From d4f832dbaf2f190c5bed08aff3d56f9378a3d5f9 Mon Sep 17 00:00:00 2001
From: Andreas Geissler <andreas-geissler@telekom.de>
Date: Thu, 27 Jul 2023 19:07:08 +0200
Subject: [COMMON][SA] Add default role creation to ServiceAccount

Adds an option "createDefaultRoles" to create roles instead
of using the roles-wrapper

Issue-ID: OOM-3233

Change-Id: I03eb95b641034637fa218010025b2c452aba09d1
Signed-off-by: Andreas Geissler <andreas-geissler@telekom.de>
---
 kubernetes/common/serviceAccount/templates/role-binding.yaml | 4 ++--
 1 file changed, 2 insertions(+), 2 deletions(-)

(limited to 'kubernetes/common/serviceAccount/templates/role-binding.yaml')

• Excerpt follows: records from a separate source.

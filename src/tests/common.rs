// Common test utilities and fixtures

use chrono::{DateTime, TimeZone, Utc};
use std::time::Duration;

use crate::db::test_support::create_test_db;
use crate::store::RelationalStore;

pub const RADIUS_CENTER_LAT: f64 = 15.0;
pub const RADIUS_CENTER_LON: f64 = 70.0;

/// A fresh in-memory relational store with the Argo schema applied.
pub async fn test_store() -> RelationalStore {
    let pool = create_test_db().await;
    RelationalStore::new("dev", pool, (1, 50_000_000), 500, Duration::from_secs(5)).await.unwrap()
}

fn ts(day: u32, hour: u32) -> DateTime<Utc> {
    Utc.with_ymd_and_hms(2025, 1, day, hour, 0, 0).unwrap()
}

/// Seeds a radius/trajectory fixture around `(RADIUS_CENTER_LAT,
/// RADIUS_CENTER_LON)`:
///
/// - 2 floats within 100km of the center (single cycle each, with a
///   temperature/pressure measurement so they also satisfy the Arabian Sea
///   aggregation scenario).
/// - 1 float just outside 100km but well inside 5000km.
/// - 1 float with 3 chronologically-ordered cycles near the center (its
///   latest position is also within 100km), to exercise per-float
///   trajectory grouping. Together with the two floats above this gives
///   exactly 3 floats inside the 100km ring.
/// - 120 floats scattered up to ~5 degrees away (each degree is ~111km),
///   pushing the wide-radius count past 100 without landing inside the
///   100km ring.
/// - One named float ("1902482") with 3 measurement levels, for the
///   float-lookup scenario.
pub async fn seed_radius_fixture(store: &RelationalStore) {
    let near_deltas = [0.3, 0.6];
    for (i, delta) in near_deltas.iter().enumerate() {
        let float_id = format!("100000{}", i + 1);
        store
            .upsert_profile(
                &float_id,
                1,
                Some(RADIUS_CENTER_LAT + delta),
                Some(RADIUS_CENTER_LON),
                Some(ts(1, 0)),
                &format!("fp-near-{i}"),
                &[(0, Some(10.0), Some(27.5), Some(35.2), Some(1))],
            )
            .await
            .unwrap();
    }

    store
        .upsert_profile(
            "1000004",
            1,
            Some(RADIUS_CENTER_LAT + 1.2),
            Some(RADIUS_CENTER_LON),
            Some(ts(1, 0)),
            "fp-far",
            &[(0, Some(10.0), Some(27.0), Some(35.0), Some(1))],
        )
        .await
        .unwrap();

    let trajectory_positions = [(15.05, 1), (15.08, 2), (15.10, 3)];
    for (lat, cycle) in trajectory_positions {
        store
            .upsert_profile(
                "1000005",
                cycle,
                Some(lat),
                Some(RADIUS_CENTER_LON),
                Some(ts(cycle as u32, 0)),
                &format!("fp-traj-{cycle}"),
                &[(0, Some(5.0), Some(28.0), Some(35.0), Some(1))],
            )
            .await
            .unwrap();
    }

    let mut next_id = 2_000_000;
    for i in -5..=5i32 {
        for j in -5..=5i32 {
            if i == 0 && j == 0 {
                continue;
            }
            next_id += 1;
            store
                .upsert_profile(
                    &next_id.to_string(),
                    1,
                    Some(RADIUS_CENTER_LAT + i as f64),
                    Some(RADIUS_CENTER_LON + j as f64),
                    Some(ts(1, 0)),
                    &format!("fp-grid-{next_id}"),
                    &[],
                )
                .await
                .unwrap();
        }
    }

    store
        .upsert_profile(
            "1902482",
            1,
            Some(RADIUS_CENTER_LAT + 0.2),
            Some(RADIUS_CENTER_LON + 0.1),
            Some(ts(1, 0)),
            "fp-1902482",
            &[
                (0, Some(10.0), Some(28.0), Some(35.1), Some(1)),
                (1, Some(300.0), Some(20.0), Some(35.4), Some(1)),
                (2, Some(800.0), Some(8.0), Some(34.9), Some(1)),
            ],
        )
        .await
        .unwrap();
}
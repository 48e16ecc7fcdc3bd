//! Answer synthesizer (C9, spec §4.9). `narrate(intent, entities, rows) ->
//! text`, injected as a capability so the core depends on no particular
//! provider (spec §9).

use async_trait::async_trait;
use serde::{Deserialize, Serialize};
use std::time::Duration;

use crate::config::{AnswerConfig, LlmConfig};
use crate::models::{EntityBag, Intent, TableData};
use crate::query::executor::display_value;

#[async_trait]
pub trait Narrator: Send + Sync {
    async fn narrate(&self, intent: Intent, entities: &EntityBag, rows: Option<&TableData>) -> String;
}

/// OpenAI-compatible chat completion client, used when the natural-language
/// summary benefits from a free-form model rather than a template.
pub struct HttpNarrator {
    client: reqwest::Client,
    api_base: String,
    api_key: String,
    model_name: String,
    fallback: TemplateNarrator,
}

impl HttpNarrator {
    pub fn new(config: &LlmConfig, answer_config: AnswerConfig) -> Self {
        let client = reqwest::Client::builder()
            .timeout(Duration::from_secs(config.timeout_s))
            .build()
            .expect("reqwest client");
        Self {
            client,
            api_base: config.api_base.clone(),
            api_key: config.api_key.clone(),
            model_name: config.model_name.clone(),
            fallback: TemplateNarrator { config: answer_config },
        }
    }
}

#[derive(Serialize)]
struct ChatRequest<'a> {
    model: &'a str,
    messages: Vec<ChatMessage<'a>>,
    max_tokens: u32,
}

#[derive(Serialize)]
struct ChatMessage<'a> {
    role: &'a str,
    content: &'a str,
}

#[derive(Deserialize)]
struct ChatResponse {
    choices: Vec<ChatChoice>,
}

#[derive(Deserialize)]
struct ChatChoice {
    message: ChatResponseMessage,
}

#[derive(Deserialize)]
struct ChatResponseMessage {
    content: String,
}

#[async_trait]
impl Narrator for HttpNarrator {
    async fn narrate(&self, intent: Intent, entities: &EntityBag, rows: Option<&TableData>) -> String {
        let prompt = self.fallback.build_prompt(intent, entities, rows);
        let url = format!("{}/chat/completions", self.api_base.trim_end_matches('/'));

        let result = self
            .client
            .post(url)
            .bearer_auth(&self.api_key)
            .json(&ChatRequest {
                model: &self.model_name,
                messages: vec![ChatMessage { role: "user", content: &prompt }],
                max_tokens: 200,
            })
            .send()
            .await
            .and_then(|r| r.error_for_status());

        // Embedding/LLM faults on the read path degrade rather than fail
        // the query (spec §7): fall back to the deterministic template.
        match result {
            Ok(resp) => match resp.json::<ChatResponse>().await {
                Ok(parsed) => parsed
                    .choices
                    .into_iter()
                    .next()
                    .map(|c| c.message.content)
                    .unwrap_or_else(|| self.fallback.narrate_sync(intent, entities, rows)),
                Err(e) => {
                    tracing::warn!(error = %e, "narration response unparsable, using template");
                    self.fallback.narrate_sync(intent, entities, rows)
                },
            },
            Err(e) => {
                tracing::warn!(error = %e, "narration backend unavailable, using template");
                self.fallback.narrate_sync(intent, entities, rows)
            },
        }
    }
}

/// Deterministic, LLM-free narrator. Default when no LLM is configured and
/// the always-available fallback for a degraded `HttpNarrator`.
pub struct TemplateNarrator {
    pub config: AnswerConfig,
}

impl TemplateNarrator {
    fn build_prompt(&self, intent: Intent, entities: &EntityBag, rows: Option<&TableData>) -> String {
        format!(
            "Summarize this Argo float query result in at most {} sentences. \
             Intent: {}. Regions: {:?}. Rows available: {}.",
            self.config.max_sentences_data,
            intent.as_str(),
            entities.regions,
            rows.map(|r| r.total_rows).unwrap_or(0)
        )
    }

    fn narrate_sync(&self, intent: Intent, entities: &EntityBag, rows: Option<&TableData>) -> String {
        if intent == Intent::Informational {
            return "Argo floats are autonomous instruments that drift with ocean currents, \
                     periodically diving to depth and surfacing while recording temperature, \
                     salinity, and pressure. Thousands are deployed worldwide as part of the \
                     international Argo program. Each float reports a vertical profile, called a \
                     cycle, every several days."
                .to_string();
        }

        let Some(table) = rows else {
            return "No rows were returned for this query; try broadening the region, \
                    time window, or parameter filter."
                .to_string();
        };

        if table.total_rows == 0 {
            return "No matching data was found; try broadening the region, time window, \
                    or parameter filter."
                .to_string();
        }

        let mut sentence_parts = Vec::new();

        if let Some(region) = entities.regions.first() {
            sentence_parts.push(format!("In the {region} region"));
        } else if let Some(float_id) = entities.float_ids.first() {
            sentence_parts.push(format!("For float {float_id}"));
        }

        let headline = format!("{} rows matched", table.total_rows);
        let depth_note = if table.columns.iter().any(|c| c == "depth_range") {
            format!(" across {} depth bands", table.total_rows)
        } else {
            String::new()
        };

        let summary = if sentence_parts.is_empty() {
            format!("{headline}{depth_note}.")
        } else {
            format!("{}, {headline}{depth_note}.", sentence_parts.join(", "))
        };

        let mut sentences = vec![summary];
        if let Some(stats) = aggregate_stats_sentence(table) {
            sentences.push(stats);
        }
        sentences.truncate(self.config.max_sentences_data.max(1));
        sentences.join(" ")
    }
}

/// Cites the mean and range of whichever parameter an analytical query
/// aggregated, read from the first depth band's row (spec §4.9).
fn aggregate_stats_sentence(table: &TableData) -> Option<String> {
    let avg_column = table.columns.iter().find(|c| c.starts_with("avg_"))?;
    let parameter = avg_column.strip_prefix("avg_")?;
    let min_column = format!("min_{parameter}");
    let max_column = format!("max_{parameter}");
    let row = table.rows.first()?;

    let avg = display_value(row, avg_column)?;
    let min = display_value(row, &min_column)?;
    let max = display_value(row, &max_column)?;

    Some(format!("Mean {parameter} was {avg:.2}, ranging {min:.2} to {max:.2}."))
}

#[async_trait]
impl Narrator for TemplateNarrator {
    async fn narrate(&self, intent: Intent, entities: &EntityBag, rows: Option<&TableData>) -> String {
        self.narrate_sync(intent, entities, rows)
    }
}

#[cfg(test)]
mod tests {
    use super::*;

    fn config() -> AnswerConfig {
        AnswerConfig { max_sentences_informational: 4, max_sentences_data: 4 }
    }

    #[tokio::test]
    async fn informational_intent_never_touches_rows() {
        let narrator = TemplateNarrator { config: config() };
        let entities = EntityBag::default();
        let text = narrator.narrate(Intent::Informational, &entities, None).await;
        assert!(!text.is_empty());
        let sentence_count = text.matches('.').count();
        assert!((2..=4).contains(&sentence_count), "got {sentence_count} sentences: {text}");
    }

    #[tokio::test]
    async fn empty_rows_say_so() {
        let narrator = TemplateNarrator { config: config() };
        let entities = EntityBag::default();
        let table = TableData { columns: vec![], rows: vec![], total_rows: 0 };
        let text = narrator.narrate(Intent::Spatial, &entities, Some(&table)).await;
        assert!(text.to_lowercase().contains("no matching data") || text.to_lowercase().contains("broaden"));
    }

    #[tokio::test]
    async fn data_summary_mentions_region() {
        let narrator = TemplateNarrator { config: config() };
        let entities = EntityBag { regions: vec!["arabian sea".to_string()], ..Default::default() };
        let table = TableData { columns: vec!["avg_temperature".to_string()], rows: vec![], total_rows: 5 };
        let text = narrator.narrate(Intent::Spatial, &entities, Some(&table)).await;
        assert!(text.to_lowercase().contains("arabian sea"));
    }
}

diff --git a/kubernetes/common/serviceAccount/templates/role-binding.yaml b/kubernetes/common/serviceAccount/templates/role-binding.yaml
index 7c272aecda..11593ccccb 100644
--- a/kubernetes/common/serviceAccount/templates/role-binding.yaml
+++ b/kubernetes/common/serviceAccount/templates/role-binding.yaml
@@ -1,5 +1,6 @@
 {{/*
 # Copyright © 2020 Orange
+# Modifications Copyright © 2023 Deutsche Telekom AG
 #
 # Licensed under the Apache License, Version 2.0 (the "License");
 # you may not use this file except in compliance with the License.
@@ -18,7 +19,7 @@
 {{- range $role_type := $dot.Values.roles }}
 {{/* retrieve the names for generic roles */}}
 {{ $name := printf "%s-%s" (include "common.release" $dot) $role_type }}
-{{- if not (has $role_type $dot.Values.defaultRoles) }}
+{{- if or (not (has $role_type $dot.Values.defaultRoles)) ($dot.Values.global.createDefaultRoles) ($dot.Values.createDefaultRoles) }}
 {{ $name = include "common.fullname" (dict "suffix" $role_type "dot" $dot ) }}
 {{- end }}
 ---
@@ -36,4 +37,3 @@ roleRef:
   name: {{ $name }}
   apiGroup: rbac.authorization.k8s.io
 {{- end }}
-
-- 
cgit 1.2.3-korg